### RECORD SET
use crate::domain::coupon::Balance;
use chrono::{DateTime, Utc};
use rust_decimal::{Decimal, RoundingStrategy};
use std::fmt;

/// How many individual error messages a detailed summary prints.
const MAX_DETAILED_ERRORS: usize = 5;

/// Outcome of one expiry batch run.
///
/// The total count is always the sum of successes and failures; the struct
/// can only be built through [`ExpiryResult::new`] and [`ExpiryResult::empty`]
/// so that invariant holds by construction.
#[derive(Debug, Clone, PartialEq)]
pub struct ExpiryResult {
    total_count: usize,
    success_count: usize,
    error_count: usize,
    total_expired_amount: Balance,
    error_messages: Vec<String>,
    processed_at: DateTime<Utc>,
}

impl ExpiryResult {
    /// Result of a run that found nothing to expire.
    pub fn empty() -> Self {
        Self::new(0, 0, Balance::ZERO, Vec::new())
    }

    pub fn new(
        success_count: usize,
        error_count: usize,
        total_expired_amount: Balance,
        error_messages: Vec<String>,
    ) -> Self {
        Self {
            total_count: success_count + error_count,
            success_count,
            error_count,
            total_expired_amount,
            error_messages,
            processed_at: Utc::now(),
        }
    }

    pub fn total_count(&self) -> usize {
        self.total_count
    }

    pub fn success_count(&self) -> usize {
        self.success_count
    }

    pub fn error_count(&self) -> usize {
        self.error_count
    }

    pub fn total_expired_amount(&self) -> Balance {
        self.total_expired_amount
    }

    pub fn error_messages(&self) -> &[String] {
        &self.error_messages
    }

    pub fn processed_at(&self) -> DateTime<Utc> {
        self.processed_at
    }

    pub fn has_errors(&self) -> bool {
        self.error_count > 0
    }

    pub fn has_processed_items(&self) -> bool {
        self.total_count > 0
    }

    pub fn is_complete_success(&self) -> bool {
        self.total_count > 0 && self.error_count == 0
    }

    /// Share of items that expired successfully, as a percentage.
    pub fn success_rate(&self) -> f64 {
        if self.total_count == 0 {
            return 0.0;
        }
        self.success_count as f64 / self.total_count as f64 * 100.0
    }

    /// Share of items that failed, as a percentage.
    pub fn error_rate(&self) -> f64 {
        if self.total_count == 0 {
            return 0.0;
        }
        self.error_count as f64 / self.total_count as f64 * 100.0
    }

    /// Mean forfeited amount per expired coupon, rounded half-up to two
    /// decimal places. Zero when nothing expired.
    pub fn average_expired_amount(&self) -> Balance {
        if self.success_count == 0 {
            return Balance::ZERO;
        }
        let mean =
            Decimal::from(self.total_expired_amount) / Decimal::from(self.success_count as u64);
        Balance::new(mean.round_dp_with_strategy(2, RoundingStrategy::MidpointAwayFromZero))
    }

    /// One-line report suitable for log output.
    pub fn summary(&self) -> String {
        if self.total_count == 0 {
            return "no expired coupons to process".to_string();
        }
        format!(
            "processed {} coupons: {} expired, {} failed ({:.1}% success), forfeited amount {}",
            self.total_count,
            self.success_count,
            self.error_count,
            self.success_rate(),
            self.total_expired_amount
        )
    }

    /// Multi-line report listing up to [`MAX_DETAILED_ERRORS`] failures.
    pub fn detailed_summary(&self) -> String {
        let mut out = self.summary();
        if !self.error_messages.is_empty() {
            out.push_str("\nerrors:");
            for (i, message) in self.error_messages.iter().take(MAX_DETAILED_ERRORS).enumerate() {
                out.push_str(&format!("\n  {}. {message}", i + 1));
            }
            let hidden = self.error_messages.len().saturating_sub(MAX_DETAILED_ERRORS);
            if hidden > 0 {
                out.push_str(&format!("\n  ... and {hidden} more"));
            }
        }
        out
    }
}

impl fmt::Display for ExpiryResult {
    fn fmt(&self, f: &mut fmt::Formatter<'_>) -> fmt::Result {
        f.write_str(&self.summary())
    }
}

#[cfg(test)]
mod tests {
    use super::*;
    use rust_decimal_macros::dec;

    #[test]
    fn test_total_is_derived() {
        let result = ExpiryResult::new(3, 2, Balance::new(dec!(500)), vec!["e1".into(), "e2".into()]);
        assert_eq!(result.total_count(), 5);
        assert!(result.has_errors());
        assert!(!result.is_complete_success());
    }

    #[test]
    fn test_empty_result_rates() {
        let result = ExpiryResult::empty();
        assert_eq!(result.total_count(), 0);
        assert_eq!(result.success_rate(), 0.0);
        assert_eq!(result.error_rate(), 0.0);
        assert!(!result.has_errors());
        assert!(!result.has_processed_items());
        assert!(!result.is_complete_success());
        assert_eq!(result.average_expired_amount(), Balance::ZERO);
    }

    #[test]
    fn test_rates_sum_to_hundred() {
        let result = ExpiryResult::new(3, 1, Balance::ZERO, vec!["e".into()]);
        assert_eq!(result.success_rate(), 75.0);
        assert_eq!(result.error_rate(), 25.0);
    }

    #[test]
    fn test_average_rounds_half_up() {
        // 100 / 3 = 33.333... -> 33.33
        let result = ExpiryResult::new(3, 0, Balance::new(dec!(100)), Vec::new());
        assert_eq!(result.average_expired_amount(), Balance::new(dec!(33.33)));

        // 0.25 / 2 = 0.125 -> 0.13 under half-up
        let result = ExpiryResult::new(2, 0, Balance::new(dec!(0.25)), Vec::new());
        assert_eq!(result.average_expired_amount(), Balance::new(dec!(0.13)));
    }

    #[test]
    fn test_average_ignores_failed_items() {
        let result = ExpiryResult::new(2, 3, Balance::new(dec!(100)), Vec::new());
        assert_eq!(result.average_expired_amount(), Balance::new(dec!(50)));
    }

    #[test]
    fn test_summary_wording() {
        assert_eq!(ExpiryResult::empty().summary(), "no expired coupons to process");

        let result = ExpiryResult::new(9, 1, Balance::new(dec!(1000)), vec!["boom".into()]);
        let summary = result.summary();
        assert!(summary.contains("processed 10 coupons"));
        assert!(summary.contains("9 expired"));
        assert!(summary.contains("1 failed"));
        assert!(summary.contains("90.0% success"));
        assert!(summary.contains("forfeited amount 1000"));
    }

    #[test]
    fn test_detailed_summary_caps_errors() {
        let messages: Vec<String> = (1..=7).map(|i| format!("error {i}")).collect();
        let result = ExpiryResult::new(0, 7, Balance::ZERO, messages);
        let detailed = result.detailed_summary();
        assert!(detailed.contains("1. error 1"));
        assert!(detailed.contains("5. error 5"));
        assert!(!detailed.contains("error 6"));
        assert!(detailed.contains("... and 2 more"));
    }

    #[test]
    fn test_display_matches_summary() {
        let result = ExpiryResult::new(1, 0, Balance::new(dec!(10)), Vec::new());
        assert_eq!(result.to_string(), result.summary());
    }
}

### PROBLEM TO WORK ON
Copy all records verbatim.

### TASK RESULT
use crate::domain::coupon::Balance;
use chrono::{DateTime, Utc};
use rust_decimal::{Decimal, RoundingStrategy};
use std::fmt;

/// How many individual error messages a detailed summary prints.
const MAX_DETAILED_ERRORS: usize = 5;

/// Outcome of one expiry batch run.
///
/// The total count is always the sum of successes and failures; the struct
/// can only be built through [`ExpiryResult::new`] and [`ExpiryResult::empty`]
/// so that invariant holds by construction.
#[derive(Debug, Clone, PartialEq)]
pub struct ExpiryResult {
    total_count: usize,
    success_count: usize,
    error_count: usize,
    total_expired_amount: Balance,
    error_messages: Vec<String>,
    processed_at: DateTime<Utc>,
}

impl ExpiryResult {
    /// Result of a run that found nothing to expire.
    pub fn empty() -> Self {
        Self::new(0, 0, Balance::ZERO, Vec::new())
    }

    pub fn new(
        success_count: usize,
        error_count: usize,
        total_expired_amount: Balance,
        error_messages: Vec<String>,
    ) -> Self {
        Self {
            total_count: success_count + error_count,
            success_count,
            error_count,
            total_expired_amount,
            error_messages,
            processed_at: Utc::now(),
        }
    }

    pub fn total_count(&self) -> usize {
        self.total_count
    }

    pub fn success_count(&self) -> usize {
        self.success_count
    }

    pub fn error_count(&self) -> usize {
        self.error_count
    }

    pub fn total_expired_amount(&self) -> Balance {
        self.total_expired_amount
    }

    pub fn error_messages(&self) -> &[String] {
        &self.error_messages
    }

    pub fn processed_at(&self) -> DateTime<Utc> {
        self.processed_at
    }

    pub fn has_errors(&self) -> bool {
        self.error_count > 0
    }

    pub fn has_processed_items(&self) -> bool {
        self.total_count > 0
    }

    pub fn is_complete_success(&self) -> bool {
        self.total_count > 0 && self.error_count == 0
    }

    /// Share of items that expired successfully, as a percentage.
    pub fn success_rate(&self) -> f64 {
        if self.total_count == 0 {
            return 0.0;
        }
        self.success_count as f64 / self.total_count as f64 * 100.0
    }

    /// Share of items that failed, as a percentage.
    pub fn error_rate(&self) -> f64 {
        if self.total_count == 0 {
            return 0.0;
        }
        self.error_count as f64 / self.total_count as f64 * 100.0
    }

    /// Mean forfeited amount per expired coupon, rounded half-up to two
    /// decimal places. Zero when nothing expired.
    pub fn average_expired_amount(&self) -> Balance {
        if self.success_count == 0 {
            return Balance::ZERO;
        }
        let mean =
            Decimal::from(self.total_expired_amount) / Decimal::from(self.success_count as u64);
        Balance::new(mean.round_dp_with_strategy(2, RoundingStrategy::MidpointAwayFromZero))
    }

    /// One-line report suitable for log output.
    pub fn summary(&self) -> String {
        if self.total_count == 0 {
            return "no expired coupons to process".to_string();
        }
        format!(
            "processed {} coupons: {} expired, {} failed ({:.1}% success), forfeited amount {}",
            self.total_count,
            self.success_count,
            self.error_count,
            self.success_rate(),
            self.total_expired_amount
        )
    }

    /// Multi-line report listing up to [`MAX_DETAILED_ERRORS`] failures.
    pub fn detailed_summary(&self) -> String {
        let mut out = self.summary();
        if !self.error_messages.is_empty() {
            out.push_str("\nerrors:");
            for (i, message) in self.error_messages.iter().take(MAX_DETAILED_ERRORS).enumerate() {
                out.push_str(&format!("\n  {}. {message}", i + 1));
            }
            let hidden = self.error_messages.len().saturating_sub(MAX_DETAILED_ERRORS);
            if hidden > 0 {
                out.push_str(&format!("\n  ... and {hidden} more"));
            }
        }
        out
    }
}

impl fmt::Display for ExpiryResult {
    fn fmt(&self, f: &mut fmt::Formatter<'_>) -> fmt::Result {
        f.write_str(&self.summary())
    }
}

#[cfg(test)]
mod tests {
    use super::*;
    use rust_decimal_macros::dec;

    #[test]
    fn test_total_is_derived() {
        let result = ExpiryResult::new(3, 2, Balance::new(dec!(500)), vec!["e1".into(), "e2".into()]);
        assert_eq!(result.total_count(), 5);
        assert!(result.has_errors());
        assert!(!result.is_complete_success());
    }

    #[test]
    fn test_empty_result_rates() {
        let result = ExpiryResult::empty();
        assert_eq!(result.total_count(), 0);
        assert_eq!(result.success_rate(), 0.0);
        assert_eq!(result.error_rate(), 0.0);
        assert!(!result.has_errors());
        assert!(!result.has_processed_items());
        assert!(!result.is_complete_success());
        assert_eq!(result.average_expired_amount(), Balance::ZERO);
    }

    #[test]
    fn test_rates_sum_to_hundred() {
        let result = ExpiryResult::new(3, 1, Balance::ZERO, vec!["e".into()]);
        assert_eq!(result.success_rate(), 75.0);
        assert_eq!(result.error_rate(), 25.0);
    }

    #[test]
    fn test_average_rounds_half_up() {
        // 100 / 3 = 33.333... -> 33.33
        let result = ExpiryResult::new(3, 0, Balance::new(dec!(100)), Vec::new());
        assert_eq!(result.average_expired_amount(), Balance::new(dec!(33.33)));

        // 0.25 / 2 = 0.125 -> 0.13 under half-up
        let result = ExpiryResult::new(2, 0, Balance::new(dec!(0.25)), Vec::new());
        assert_eq!(result.average_expired_amount(), Balance::new(dec!(0.13)));
    }

    #[test]
    fn test_average_ignores_failed_items() {
        let result = ExpiryResult::new(2, 3, Balance::new(dec!(100)), Vec::new());
        assert_eq!(result.average_expired_amount(), Balance::new(dec!(50)));
    }

    #[test]
    fn test_summary_wording() {
        assert_eq!(ExpiryResult::empty().summary(), "no expired coupons to process");

        let result = ExpiryResult::new(9, 1, Balance::new(dec!(1000)), vec!["boom".into()]);
        let summary = result.summary();
        assert!(summary.contains("processed 10 coupons"));
        assert!(summary.contains("9 expired"));
        assert!(summary.contains("1 failed"));
        assert!(summary.contains("90.0% success"));
        assert!(summary.contains("forfeited amount 1000"));
    }

    #[test]
    fn test_detailed_summary_caps_errors() {
        let messages: Vec<String> = (1..=7).map(|i| format!("error {i}")).collect();
        let result = ExpiryResult::new(0, 7, Balance::ZERO, messages);
        let detailed = result.detailed_summary();
        assert!(detailed.contains("1. error 1"));
        assert!(detailed.contains("5. error 5"));
        assert!(!detailed.contains("error 6"));
        assert!(detailed.contains("... and 2 more"));
    }

    #[test]
    fn test_display_matches_summary() {
        let result = ExpiryResult::new(1, 0, Balance::new(dec!(10)), Vec::new());
        assert_eq!(result.to_string(), result.summary());
    }
}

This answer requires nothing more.